Signaling Mechanism of Cannabinoid Receptor-2 Activation-Induced β-Endorphin Release

Activation of cannabinoid receptor-2 (CB2) results in beta-endorphin release from keratinocytes, which then acts on primary afferent neurons to inhibit nociception. However, the underlying mechanism is still unknown. The CB2 receptor is generally thought to couple to Gi/o to inhibit cAMP production, which cannot explain the peripheral stimulatory effects of CB2 receptor activation. In this study, we found that in a keratinocyte cell line, the G beta gamma subunits from Gi/o, but not G alpha s, were involved in CB2 receptor activation-induced beta-endorphin release. Inhibition of MAPK kinase, but not PLC, abolished CB2 receptor activation-induced beta-endorphin release. Also, CB2 receptor activation significantly increased intracellular Ca2+. Treatment with BAPTA-AM or thapsigargin blocked CB2 receptor activation-induced beta-endorphin release.
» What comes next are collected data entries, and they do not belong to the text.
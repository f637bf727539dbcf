//! The game engine: wiring and the per-turn pipeline.
//!
//! A turn is the atomic unit of progress, processed single-threaded:
//! advance the turn counter, route the verb to its handler, then run the
//! turn phases in fixed order — commitments tick, gossip delivery, the
//! regional turn for the player's location, and NPC morale/flee checks —
//! and wrap everything in a [`TurnReport`] for the narrator. Given the
//! same world, the same commands, and the same seed, the run is
//! deterministic.

use crate::accessor::StateAccessor;
use crate::action::{HandlerResult, ParsedAction, TurnReport};
use crate::behavior::{BehaviorManager, BehaviorModule, EventContext};
use crate::commitments::tick_commitments;
use crate::gossip::deliver_gossip;
use crate::morale::{attempt_flee, check_flee_condition};
use crate::parser::{Parser, ParserContext};
use crate::rng::TurnRng;
use crate::vocab::VocabError;
use crate::{behaviors_core, handlers, reactions};

use anyhow::{Context, Result};
use log::{info, warn};
use skein_data::{ActorId, EntityRef, GameState, schema};
use std::path::Path;

/// Every behavior module the core ships: command handler modules, the
/// per-entity core behaviors, and the global reaction dispatchers.
pub fn core_module_registry() -> Vec<BehaviorModule> {
    let mut modules = vec![
        handlers::manipulation::module(),
        handlers::interaction::module(),
        handlers::locks::module(),
        handlers::movement::module(),
        handlers::perception::module(),
        handlers::spatial::module(),
        handlers::consumables::module(),
        handlers::dialog::module(),
    ];
    modules.extend(behaviors_core::modules());
    modules.push(reactions::module());
    modules
}

/// Owns the world, the behavior manager, and the turn rng.
pub struct GameEngine {
    pub state: GameState,
    pub manager: BehaviorManager,
    pub rng: TurnRng,
}

impl GameEngine {
    /// Build an engine over an already-validated world.
    ///
    /// # Errors
    /// [`VocabError`] if the core module registry fails to merge (a build
    /// defect, not a content problem).
    pub fn new(state: GameState, seed: u64) -> Result<Self, VocabError> {
        let manager = BehaviorManager::new(core_module_registry())?;
        info!("engine ready: '{}' (seed {seed})", state.metadata.title);
        Ok(Self {
            state,
            manager,
            rng: TurnRng::seeded(seed),
        })
    }

    /// Load `world.json` from a game directory and build an engine.
    pub fn from_dir(dir: impl AsRef<Path>, seed: u64) -> Result<Self> {
        let world_path = dir.as_ref().join("world.json");
        let state = schema::load_game_state(&world_path)
            .with_context(|| format!("while loading world from {}", world_path.display()))?;
        Self::new(state, seed).context("while building the behavior registry")
    }

    /// Persist the world to a save file. The saved form is the same
    /// schema the loader accepts.
    pub fn save_to(&self, path: impl AsRef<Path>) -> Result<()> {
        let doc = schema::serialize_game_state(&self.state);
        let text = serde_json::to_string_pretty(&doc)?;
        std::fs::write(path.as_ref(), text)
            .with_context(|| format!("while writing save file {}", path.as_ref().display()))?;
        info!("world saved to {}", path.as_ref().display());
        Ok(())
    }

    /// Context for the parser: what the player can currently see.
    pub fn parser_context(&self) -> ParserContext {
        let mut context = ParserContext::default();
        let Some(player) = self.state.player() else {
            return context;
        };
        context.inventory = player.inventory.iter().map(|id| id.0.clone()).collect();
        if let Some(location) = self.state.get_location(&player.location) {
            context.location_objects = self
                .state
                .items_in_location(&location.id)
                .iter()
                .map(|item| item.id.0.clone())
                .chain(
                    self.state
                        .actors_in_location(&location.id)
                        .iter()
                        .filter(|actor| !actor.is_player())
                        .map(|actor| actor.id.0.clone()),
                )
                .collect();
            context.exits = location.exits.keys().cloned().collect();
        }
        context
    }

    /// Parse raw input against the merged vocabulary.
    pub fn parse(&self, input: &str) -> Option<ParsedAction> {
        Parser::new(self.manager.vocabulary()).parse(input, &self.parser_context())
    }

    /// Process one player turn: handler, turn counter, phases, report.
    pub fn process_turn(&mut self, action: &ParsedAction) -> TurnReport {
        let verb = action.verb.clone();
        let Some(handler) = self.manager.handler_for(&verb) else {
            // the parser gates verbs, so this is a wiring defect
            warn!("no handler for verb '{verb}'");
            return TurnReport {
                action: verb.clone(),
                success: false,
                verbosity: self.manager.vocabulary().narration_mode(&verb),
                narration: HandlerResult::failure("You can't do that."),
                phase_beats: Vec::new(),
                turn: self.state.turn,
            };
        };

        // the counter advances first so the handler, its reactions, and
        // the phases all observe the same turn number
        self.state.turn += 1;
        let narration = {
            let mut accessor = StateAccessor::new(&mut self.state, &self.manager);
            handler(&mut accessor, action)
        };
        let phase_beats = self.run_turn_phases();

        TurnReport {
            action: verb.clone(),
            success: narration.success,
            verbosity: self.manager.vocabulary().narration_mode(&verb),
            narration,
            phase_beats,
            turn: self.state.turn,
        }
    }

    /// The fixed post-handler phase order.
    fn run_turn_phases(&mut self) -> Vec<String> {
        let mut beats = Vec::new();

        {
            let mut accessor = StateAccessor::new(&mut self.state, &self.manager);
            beats.extend(tick_commitments(&mut accessor));
            beats.extend(deliver_gossip(&mut accessor));
        }
        beats.extend(self.run_regional_turn());
        beats.extend(self.run_flee_checks());
        beats
    }

    fn run_regional_turn(&mut self) -> Vec<String> {
        let Some(location_id) = self.state.player().map(|p| p.location.clone()) else {
            return Vec::new();
        };
        let mut accessor = StateAccessor::new(&mut self.state, &self.manager);
        let result = accessor.invoke_behavior(
            &EntityRef::Location(location_id),
            "on_regional_turn",
            &EventContext::default(),
        );
        result.feedback.into_iter().collect()
    }

    /// Morale checks for every living NPC; shaken ones try to run. Only
    /// flights the player can see become narration.
    fn run_flee_checks(&mut self) -> Vec<String> {
        let player_location = self.state.player().map(|p| p.location.clone());
        let npc_ids: Vec<ActorId> = self
            .state
            .actors
            .values()
            .filter(|actor| !actor.is_player() && !actor.prop_bool("dead"))
            .map(|actor| actor.id.clone())
            .collect();

        let mut beats = Vec::new();
        for npc_id in npc_ids {
            let (should_flee, from_location) = {
                let accessor = StateAccessor::new(&mut self.state, &self.manager);
                let Some(npc) = accessor.get_actor(&npc_id) else {
                    continue;
                };
                (check_flee_condition(&accessor, npc), npc.location.clone())
            };
            if !should_flee {
                continue;
            }
            let mut accessor = StateAccessor::new(&mut self.state, &self.manager);
            let result = attempt_flee(&mut accessor, &npc_id, &mut self.rng, None);
            if Some(&from_location) == player_location.as_ref() {
                beats.push(result.narration);
            }
        }
        beats
    }
}

#[cfg(test)]
mod tests {
    use super::*;
    use crate::action::Verbosity;
    use skein_data::{Actor, Item, ItemId, Location, LocationId, Metadata, Value};

    fn tiny_world() -> GameState {
        let mut state = GameState {
            metadata: Metadata {
                title: "Tiny".into(),
                start_location: LocationId::from("loc_hall"),
                ..Metadata::default()
            },
            ..GameState::default()
        };
        let mut hall = Location {
            id: LocationId::from("loc_hall"),
            name: "Hall".into(),
            description: "A bare hall.".into(),
            ..Location::default()
        };
        hall.items.push(ItemId::from("item_coin"));
        state.locations.insert(hall.id.clone(), hall);
        state.items.insert(
            ItemId::from("item_coin"),
            Item {
                id: ItemId::from("item_coin"),
                name: "coin".into(),
                description: "A copper coin.".into(),
                portable: true,
                location: "loc_hall".into(),
                ..Item::default()
            },
        );
        state.actors.insert(
            ActorId::player(),
            Actor {
                id: ActorId::player(),
                name: "You".into(),
                location: LocationId::from("loc_hall"),
                ..Actor::default()
            },
        );
        state
    }

    #[test]
    fn core_registry_merges_cleanly() {
        assert!(BehaviorManager::new(core_module_registry()).is_ok());
    }

    #[test]
    fn a_turn_routes_parses_and_advances() {
        let mut engine = GameEngine::new(tiny_world(), 0).unwrap();
        let action = engine.parse("take coin").unwrap();
        let report = engine.process_turn(&action);

        assert!(report.success, "{}", report.narration.primary);
        assert_eq!(report.action, "take");
        assert_eq!(report.turn, 1);
        assert_eq!(engine.state.get_item(&ItemId::from("item_coin")).unwrap().location, "player");
    }

    #[test]
    fn verbosity_hint_follows_the_vocabulary() {
        let mut engine = GameEngine::new(tiny_world(), 0).unwrap();
        let take = engine.parse("take coin").unwrap();
        assert_eq!(engine.process_turn(&take).verbosity, Verbosity::Full);
        let drop = engine.parse("drop coin").unwrap();
        assert_eq!(engine.process_turn(&drop).verbosity, Verbosity::Brief);
    }

    #[test]
    fn unknown_verbs_do_not_parse() {
        let engine = GameEngine::new(tiny_world(), 0).unwrap();
        assert!(engine.parse("teleport home").is_none());
    }

    #[test]
    fn regional_effects_run_each_turn() {
        let mut state = tiny_world();
        state
            .locations
            .get_mut(&LocationId::from("loc_hall"))
            .unwrap()
            .properties
            .insert("turn_phase_effects".into(), skein_data::value_map! { "spore_damage" => 2 });
        state
            .player_mut()
            .unwrap()
            .properties
            .insert("health".into(), Value::Int(50));

        let mut engine = GameEngine::new(state, 0).unwrap();
        let action = engine.parse("look").unwrap();
        let report = engine.process_turn(&action);
        assert!(report.phase_beats.iter().any(|b| b.contains("Spores")));
        assert_eq!(engine.state.player().unwrap().prop_int("health"), Some(48));
    }

    #[test]
    fn identical_seeds_replay_identically() {
        let build = || {
            let mut state = tiny_world();
            state.locations.insert(
                LocationId::from("loc_exit"),
                Location {
                    id: LocationId::from("loc_exit"),
                    name: "Exit".into(),
                    ..Location::default()
                },
            );
            state
                .locations
                .get_mut(&LocationId::from("loc_hall"))
                .unwrap()
                .exits
                .insert(
                    "north".into(),
                    skein_data::ExitDef {
                        to: Some(LocationId::from("loc_exit")),
                        ..skein_data::ExitDef::default()
                    },
                );
            // a shaken goblin who flees on a coin flip
            let mut goblin = Actor {
                id: ActorId::from("npc_goblin"),
                name: "goblin".into(),
                location: LocationId::from("loc_hall"),
                ..Actor::default()
            };
            goblin.properties.insert("disposition".into(), Value::from("hostile"));
            goblin.properties.insert("health".into(), Value::Int(5));
            goblin.properties.insert("max_health".into(), Value::Int(100));
            state.actors.insert(goblin.id.clone(), goblin);
            GameEngine::new(state, 42).unwrap()
        };

        let mut first = build();
        let mut second = build();
        for _ in 0..4 {
            let a = first.parse("look").unwrap();
            let b = second.parse("look").unwrap();
            let report_a = first.process_turn(&a);
            let report_b = second.process_turn(&b);
            assert_eq!(report_a, report_b);
        }
        assert_eq!(
            skein_data::serialize_game_state(&first.state),
            skein_data::serialize_game_state(&second.state)
        );
    }

    #[test]
    fn save_round_trips_through_the_loader() {
        let dir = tempfile::tempdir().unwrap();
        let engine = GameEngine::new(tiny_world(), 0).unwrap();
        let path = dir.path().join("save.json");
        engine.save_to(&path).unwrap();
        let restored = schema::load_game_state(&path).unwrap();
        assert_eq!(
            schema::serialize_game_state(&engine.state),
            schema::serialize_game_state(&restored)
        );
    }
}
Using a rat model of inflammatory pain, we showed that the MAPK kinase inhibitor PD98059 abolished the peripheral effect of the CB2 receptor agonist on nociception. We thus present a novel mechanism of CB2 receptor activation-induced beta-endorphin release through Gi/o-G beta gamma-MAPK-Ca2+ signaling pathway. Our data also suggest that stimulation of MAPK contributes to the peripheral analgesic effect of CB2 receptor agonists.